I cocked my head, my smile as patronizing as my tone. “Now don’t go getting any crazy ideas, Lucifer. You can’t protect me from everything. And you certainly don’t want to try protecting anyone from the Brennans. We both know how well that turned out for you the last time.”

I swear he actually stopped breathing. His dark eyes scalded me, turning any remaining words in the back of my throat to ash.

I didn’t watch him leave, but I heard the evidence of his fury as it tested the integrity of the door hinges in his wake.

Willa

Raphael leaned down and planted a kiss on my cheek.

It seemed my good fortune had run out.

I refrained from wiping his mark off my face and met his gaze. “You’re back.”

“I’m blinded by your joy,” he deadpanned.

It was late afternoon and my fiancé had just returned home, still wearing the same suit he’d worn during our romantic date last night. His shirt was still missing a few buttons. I was sure upon closer inspection I’d find lipstick stains and the lingering scent of perfume. But I’d have to give a fuck to do so.

I closed The Count of Monte Cristo I’d found on a bookshelf in his study and set it beside me on the parlor couch.

Raphael immediately picked up the worn hardback, a crooked grin sliding into place. “Mercédès was a cunt,” he said, tossing the book aside. “Mondego was the true hero, not Edmond Dantès.”

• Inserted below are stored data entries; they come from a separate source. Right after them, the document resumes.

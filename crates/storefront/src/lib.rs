//! Velora Storefront library.
//!
//! The public shopping API: catalog, cart, wishlist, checkout, order
//! history and published content. Exposed as a library so the binary and
//! the tests share one router.
//!
//! Shoppers are anonymous; a session cookie carries their id.

#![cfg_attr(not(test), forbid(unsafe_code))]

pub mod config;
pub mod db;
pub mod error;
pub mod middleware;
pub mod routes;
pub mod services;
pub mod state;
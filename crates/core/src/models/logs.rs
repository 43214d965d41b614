//! System log entries and their CSV export.

use std::collections::BTreeSet;
use std::fmt::Write as _;

use chrono::{DateTime, Utc};
use serde::{Deserialize, Serialize};

use super::{ValidationError, require_text};
use crate::types::{LogLevel, SystemLogId};

/// Most recent entries shown by the log viewer.
pub const LOG_VIEW_LIMIT: i64 = 1000;

#[derive(Debug, Clone, PartialEq, Serialize, Deserialize)]
#[cfg_attr(feature = "postgres", derive(sqlx::FromRow))]
pub struct SystemLog {
    pub id: SystemLogId,
    #[cfg_attr(feature = "postgres", sqlx(try_from = "String"))]
    pub level: LogLevel,
    pub category: String,
    pub message: String,
    pub metadata: Option<serde_json::Value>,
    pub created_at: DateTime<Utc>,
}

#[derive(Debug, Clone, Deserialize)]
pub struct NewSystemLog {
    pub level: LogLevel,
    pub category: String,
    pub message: String,
    pub metadata: Option<serde_json::Value>,
}

impl NewSystemLog {
    #[must_use]
    pub fn new(level: LogLevel, category: &str, message: impl Into<String>) -> Self {
        Self {
            level,
            category: category.to_owned(),
            message: message.into(),
            metadata: None,
        }
    }

    #[must_use]
    pub fn with_metadata(mut self, metadata: serde_json::Value) -> Self {
        self.metadata = Some(metadata);
        self
    }

    /// # Errors
    ///
    /// Returns a [`ValidationError`] if the category or message is blank.
    pub fn validate(self) -> Result<Self, ValidationError> {
        Ok(Self {
            category: require_text(&self.category, "category", "Please enter a category")?,
            message: require_text(&self.message, "message", "Please enter a message")?,
            ..self
        })
    }
}

/// Entry counts per level.
#[derive(Debug, Clone, Copy, Default, PartialEq, Eq, Serialize)]
pub struct LogStats {
    pub info: usize,
    pub warning: usize,
    pub error: usize,
    pub critical: usize,
}

impl LogStats {
    #[must_use]
    pub fn from_logs(logs: &[SystemLog]) -> Self {
        logs.iter().fold(Self::default(), |mut stats, log| {
            match log.level {
                LogLevel::Info => stats.info += 1,
                LogLevel::Warning => stats.warning += 1,
                LogLevel::Error => stats.error += 1,
                LogLevel::Critical => stats.critical += 1,
            }
            stats
        })
    }
}

/// Distinct categories, sorted.
#[must_use]
pub fn log_categories(logs: &[SystemLog]) -> Vec<String> {
    logs.iter()
        .map(|l| l.category.clone())
        .collect::<BTreeSet<_>>()
        .into_iter()
        .collect()
}

/// Render logs as CSV with the header `Time,Level,Category,Message`.
///
/// Time is `yyyy-MM-dd HH:mm:ss` UTC. The message is always quoted with
/// embedded quotes doubled; the category is quoted only when it needs it.
#[must_use]
pub fn logs_to_csv(logs: &[SystemLog]) -> String {
    let mut csv = String::from("Time,Level,Category,Message\n");
    for log in logs {
        let _ = writeln!(
            csv,
            "{},{},{},\"{}\"",
            log.created_at.format("%Y-%m-%d %H:%M:%S"),
            log.level,
            csv_field(&log.category),
            log.message.replace('"', "\"\""),
        );
    }
    csv
}

/// Export filename stamped with the export time.
#[must_use]
pub fn logs_csv_filename(now: DateTime<Utc>) -> String {
    format!("system-logs-{}.csv", now.format("%Y-%m-%d-%H%M%S"))
}

fn csv_field(value: &str) -> String {
    if value.contains([',', '"', '\n', '\r']) {
        format!("\"{}\"", value.replace('"', "\"\""))
    } else {
        value.to_owned()
    }
}
//! System log route handlers.

use axum::{
    Json,
    extract::{Path, Query, State},
    http::StatusCode,
    response::IntoResponse,
};
use chrono::Utc;
use serde::Serialize;
use serde_json::json;
use tracing::instrument;

use velora_core::{
    ListQuery, LogStats, NewSystemLog, SystemLog, SystemLogId, log_categories, logs_csv_filename,
    logs_to_csv,
};

use crate::db::SystemLogRepository;
use crate::error::AppError;
use crate::middleware::RequireAdminAuth;
use crate::state::AppState;

/// Filtered logs plus the stats and category list of the unfiltered view.
#[derive(Debug, Serialize)]
pub struct LogListing {
    pub logs: Vec<SystemLog>,
    pub stats: LogStats,
    pub categories: Vec<String>,
}

#[instrument(skip(_auth, state))]
pub async fn index(
    _auth: RequireAdminAuth,
    State(state): State<AppState>,
    Query(query): Query<ListQuery>,
) -> Result<Json<LogListing>, AppError> {
    let recent = SystemLogRepository::new(state.pool()).recent().await?;
    let stats = LogStats::from_logs(&recent);
    let categories = log_categories(&recent);
    Ok(Json(LogListing {
        logs: query.apply(recent),
        stats,
        categories,
    }))
}

#[instrument(skip(_auth, state, input))]
pub async fn create(
    _auth: RequireAdminAuth,
    State(state): State<AppState>,
    Json(input): Json<NewSystemLog>,
) -> Result<(StatusCode, Json<SystemLog>), AppError> {
    let log = input.validate()?;
    let created = SystemLogRepository::new(state.pool()).create(&log).await?;
    Ok((StatusCode::CREATED, Json(created)))
}

#[instrument(skip(_auth, state))]
pub async fn delete(
    _auth: RequireAdminAuth,
    State(state): State<AppState>,
    Path(id): Path<SystemLogId>,
) -> Result<StatusCode, AppError> {
    SystemLogRepository::new(state.pool()).delete(id).await?;
    Ok(StatusCode::NO_CONTENT)
}

/// Delete every log entry.
#[instrument(skip(_auth, state))]
pub async fn clear(
    _auth: RequireAdminAuth,
    State(state): State<AppState>,
) -> Result<Json<serde_json::Value>, AppError> {
    let deleted = SystemLogRepository::new(state.pool()).clear().await?;
    tracing::info!(deleted, "System logs cleared");
    Ok(Json(json!({ "deleted": deleted })))
}

/// Download the filtered logs as CSV.
#[instrument(skip(_auth, state))]
pub async fn export_csv(
    _auth: RequireAdminAuth,
    State(state): State<AppState>,
    Query(query): Query<ListQuery>,
) -> Result<impl IntoResponse, AppError> {
    let logs = SystemLogRepository::new(state.pool()).list(&query).await?;
    let csv = logs_to_csv(&logs);
    let filename = logs_csv_filename(Utc::now());

    Ok((
        StatusCode::OK,
        [
            ("Content-Type", "text/csv".to_owned()),
            (
                "Content-Disposition",
                format!("attachment; filename=\"{filename}\""),
            ),
        ],
        csv,
    ))
}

His insane personal take on one of my favorite stories of warranted retribution soured my stomach. Like Edmond, I believed that justice would be served once those who’d done unjust things to me had been punished accordingly. I only hoped that unlike Edmond, I could avoid hurting innocents along the way and losing myself entirely.

Like you did last night?

The reminder of my detestable actions toward Lucifer came flooding back, leaving me to suffer the raw pain that I deserved. There was no amount of alcohol that could shoulder the blame for what I’d done. That was mine to carry alone.

And I would.

My self-worth and character were trashed, right along with my dignity, which I’d shed the moment I let Raphael put his hands, his mouth, and his tongue on my body. A therapist might say that I had a propensity for being triggered. That my behavior was a product of the trauma I’d suffered. I’d left a nerve exposed when I reflected on my accidental overdose, and Lucifer had struck it with his comments. His insinuation that I was my own worst enemy belittled everything that I’d survived.

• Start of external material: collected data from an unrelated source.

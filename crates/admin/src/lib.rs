//! Velora Admin library.
//!
//! The admin JSON API and the order-status email function, exposed as a
//! library so the binary, the CLI and the tests share one implementation.
//!
//! # Security
//!
//! Everything under `/api` requires the `ADMIN_API_TOKEN` bearer token.
//! `/functions/*` is open with wildcard CORS and only sends email.

#![cfg_attr(not(test), forbid(unsafe_code))]

pub mod config;
pub mod db;
pub mod error;
pub mod middleware;
pub mod routes;
pub mod services;
pub mod state;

Victim blaming. That’s what it’s called.

But it didn’t matter. I didn’t deserve the leniency. I didn’t deserve the pass, however valid. It wasn’t applicable to me after what I’d done.

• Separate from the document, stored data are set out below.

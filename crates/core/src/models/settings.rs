//! Key/value site settings.
//!
//! Settings live in `site_settings(key, value JSONB)` so the admin panel can
//! edit them without a deploy. Values may be stored as JSON strings, numbers
//! or booleans; the typed getters accept any of those shapes.

use std::collections::HashMap;

use serde::{Deserialize, Serialize};

use crate::types::DEFAULT_CURRENCY_SYMBOL;

/// Store name used when `site_name` is unset.
pub const DEFAULT_SITE_NAME: &str = "Velora Tradings";

/// Setting keys.
pub mod keys {
    pub const SITE_NAME: &str = "site_name";
    pub const CURRENCY_SYMBOL: &str = "currency_symbol";
    pub const SMTP_HOST: &str = "smtp_host";
    pub const SMTP_PORT: &str = "smtp_port";
    pub const SMTP_USER: &str = "smtp_user";
    pub const SMTP_PASSWORD: &str = "smtp_password";
    pub const SMTP_FROM_EMAIL: &str = "smtp_from_email";
    pub const SMTP_FROM_NAME: &str = "smtp_from_name";
    pub const SMTP_SECURE: &str = "smtp_secure";

    /// Keys whose values are never returned by the settings API.
    pub const SECRET: &[&str] = &[SMTP_PASSWORD];
}

/// One `site_settings` row.
#[derive(Debug, Clone, PartialEq, Eq, Serialize, Deserialize)]
#[cfg_attr(feature = "postgres", derive(sqlx::FromRow))]
pub struct SiteSetting {
    pub key: String,
    pub value: serde_json::Value,
}

/// All settings as a map.
#[derive(Debug, Clone, Default, PartialEq, Eq, Serialize, Deserialize)]
#[serde(transparent)]
pub struct SiteSettings(HashMap<String, serde_json::Value>);

impl FromIterator<SiteSetting> for SiteSettings {
    fn from_iter<I: IntoIterator<Item = SiteSetting>>(iter: I) -> Self {
        Self(iter.into_iter().map(|s| (s.key, s.value)).collect())
    }
}

impl FromIterator<(String, serde_json::Value)> for SiteSettings {
    fn from_iter<I: IntoIterator<Item = (String, serde_json::Value)>>(iter: I) -> Self {
        Self(iter.into_iter().collect())
    }
}

impl SiteSettings {
    #[must_use]
    pub fn get(&self, key: &str) -> Option<&serde_json::Value> {
        self.0.get(key)
    }

    /// Text value of a setting. Numbers and booleans are rendered as text;
    /// blank strings and nulls count as unset.
    #[must_use]
    pub fn get_str(&self, key: &str) -> Option<String> {
        match self.0.get(key)? {
            serde_json::Value::String(s) => {
                let s = s.trim();
                (!s.is_empty()).then(|| s.to_owned())
            }
            serde_json::Value::Number(n) => Some(n.to_string()),
            serde_json::Value::Bool(b) => Some(b.to_string()),
            _ => None,
        }
    }

    /// Port-like numeric setting, from a JSON number or a numeric string.
    #[must_use]
    pub fn get_u16(&self, key: &str) -> Option<u16> {
        match self.0.get(key)? {
            serde_json::Value::Number(n) => n.as_u64().and_then(|v| u16::try_from(v).ok()),
            serde_json::Value::String(s) => s.trim().parse().ok(),
            _ => None,
        }
    }

    /// Boolean setting. Only `true` or the string `"true"` count as set.
    #[must_use]
    pub fn get_bool(&self, key: &str) -> bool {
        match self.0.get(key) {
            Some(serde_json::Value::Bool(b)) => *b,
            Some(serde_json::Value::String(s)) => s.trim().eq_ignore_ascii_case("true"),
            _ => false,
        }
    }

    #[must_use]
    pub fn site_name(&self) -> String {
        self.get_str(keys::SITE_NAME)
            .unwrap_or_else(|| DEFAULT_SITE_NAME.to_owned())
    }

    #[must_use]
    pub fn currency_symbol(&self) -> String {
        self.get_str(keys::CURRENCY_SYMBOL)
            .unwrap_or_else(|| DEFAULT_CURRENCY_SYMBOL.to_owned())
    }

    #[must_use]
    pub fn theme(&self) -> ThemeColors {
        ThemeColors::from_settings(self)
    }

    /// Copy with secret values replaced by `"********"`.
    #[must_use]
    pub fn redacted(&self) -> Self {
        Self(
            self.0
                .iter()
                .map(|(k, v)| {
                    let value = if keys::SECRET.contains(&k.as_str()) {
                        serde_json::Value::String("********".to_owned())
                    } else {
                        v.clone()
                    };
                    (k.clone(), value)
                })
                .collect(),
        )
    }

    #[must_use]
    pub fn len(&self) -> usize {
        self.0.len()
    }

    #[must_use]
    pub fn is_empty(&self) -> bool {
        self.0.is_empty()
    }
}

/// Storefront colour scheme.
#[derive(Debug, Clone, PartialEq, Eq, Serialize, Deserialize)]
pub struct ThemeColors {
    pub primary_bg_color: String,
    pub primary_text_color: String,
    pub secondary_bg_color: String,
    pub accent_color: String,
    pub button_primary_color: String,
    pub button_hover_color: String,
    pub border_color: String,
    pub footer_bg_color: String,
    pub header_bg_color: String,
}

impl Default for ThemeColors {
    fn default() -> Self {
        Self {
            primary_bg_color: "#0A8DB0".to_owned(),
            primary_text_color: "#ffffff".to_owned(),
            secondary_bg_color: "#f3f4f6".to_owned(),
            accent_color: "#D4AF37".to_owned(),
            button_primary_color: "#0A8DB0".to_owned(),
            button_hover_color: "#0891b2".to_owned(),
            border_color: "#e5e7eb".to_owned(),
            footer_bg_color: "#1e293b".to_owned(),
            header_bg_color: "#ffffff".to_owned(),
        }
    }
}

impl ThemeColors {
    /// Defaults overridden by any colour keys present in settings.
    #[must_use]
    pub fn from_settings(settings: &SiteSettings) -> Self {
        let defaults = Self::default();
        let pick = |key: &str, default: &str| {
            settings
                .get_str(key)
                .unwrap_or_else(|| default.to_owned())
        };
        Self {
            primary_bg_color: pick("primary_bg_color", &defaults.primary_bg_color),
            primary_text_color: pick("primary_text_color", &defaults.primary_text_color),
            secondary_bg_color: pick("secondary_bg_color", &defaults.secondary_bg_color),
            accent_color: pick("accent_color", &defaults.accent_color),
            button_primary_color: pick("button_primary_color", &defaults.button_primary_color),
            button_hover_color: pick("button_hover_color", &defaults.button_hover_color),
            border_color: pick("border_color", &defaults.border_color),
            footer_bg_color: pick("footer_bg_color", &defaults.footer_bg_color),
            header_bg_color: pick("header_bg_color", &defaults.header_bg_color),
        }
    }

    fn pairs(&self) -> [(&'static str, &str); 9] {
        [
            ("primary-bg-color", self.primary_bg_color.as_str()),
            ("primary-text-color", self.primary_text_color.as_str()),
            ("secondary-bg-color", self.secondary_bg_color.as_str()),
            ("accent-color", self.accent_color.as_str()),
            ("button-primary-color", self.button_primary_color.as_str()),
            ("button-hover-color", self.button_hover_color.as_str()),
            ("border-color", self.border_color.as_str()),
            ("footer-bg-color", self.footer_bg_color.as_str()),
            ("header-bg-color", self.header_bg_color.as_str()),
        ]
    }

    /// CSS custom properties, e.g. `--primary-bg-color: #0A8DB0;`.
    #[must_use]
    pub fn css_variables(&self) -> String {
        self.pairs()
            .iter()
            .map(|(name, value)| format!("--{name}: {value};"))
            .collect::<Vec<_>>()
            .join("\n")
    }
}

#[cfg(test)]
mod tests {
    use serde_json::json;

    use super::*;

    fn settings(pairs: &[(&str, serde_json::Value)]) -> SiteSettings {
        pairs
            .iter()
            .map(|(k, v)| ((*k).to_owned(), v.clone()))
            .collect()
    }

    #[test]
    fn test_typed_getters() {
        let s = settings(&[
            ("smtp_port", json!("465")),
            ("smtp_secure", json!("TRUE")),
            ("site_name", json!("  ")),
            ("smtp_host", json!(42)),
        ]);
        assert_eq!(s.get_u16("smtp_port"), Some(465));
        assert!(s.get_bool("smtp_secure"));
        assert!(!s.get_bool("missing"));
        assert_eq!(s.site_name(), DEFAULT_SITE_NAME);
        assert_eq!(s.get_str("smtp_host").as_deref(), Some("42"));
        assert_eq!(s.currency_symbol(), "₹");
    }

    #[test]
    fn test_port_out_of_range() {
        let s = settings(&[("smtp_port", json!(70_000))]);
        assert_eq!(s.get_u16("smtp_port"), None);
    }

    #[test]
    fn test_theme_defaults_and_overrides() {
        let theme = settings(&[("accent_color", json!("#000000"))]).theme();
        assert_eq!(theme.accent_color, "#000000");
        assert_eq!(theme.primary_bg_color, "#0A8DB0");
        assert!(theme.css_variables().contains("--accent-color: #000000;"));
    }

    #[test]
    fn test_redacted_hides_password() {
        let s = settings(&[
            ("smtp_password", json!("hunter2")),
            ("smtp_user", json!("mailer")),
        ])
        .redacted();
        assert_eq!(s.get_str("smtp_password").as_deref(), Some("********"));
        assert_eq!(s.get_str("smtp_user").as_deref(), Some("mailer"));
    }
}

Raphael’s incessant drawl pulled me away from my inner musings. “His actions came from a place of love, you see. Mercédès—not sure if you’ve gotten to this part—but, the cunt, she was his cousin.”

I rolled my eyes. “A cousin he fucked and married after he screwed over her true love—his best friend.”

He gave my ponytail a harsh yank until I was forced to look at him. “Don’t be juvenile, Willa,” he chided.

I suppressed the urge to drive the heel of my hand through his perfectly straight nose.

“I wouldn’t dream of it,” I ground out.

He frowned. “Save the sass for the bedroom. At least there I can spank you without Sosanna walking in. I wouldn’t want to give the poor woman a heart attack. She’s the closest thing to a mother I have left.”

I hadn’t yet seen Raphael’s bedroom, and he hadn’t been in mine since the night he’d threatened my life. I hoped to keep the trend alive. Because I had no idea which part of anything he’d just said was dark humor and which part was truth.

I flashed him my best fake smile when what I really wanted to do was tell him to go fuck himself. “Better?”

He smirked and tapped my cheek with his free hand. “There’s room for improvement.”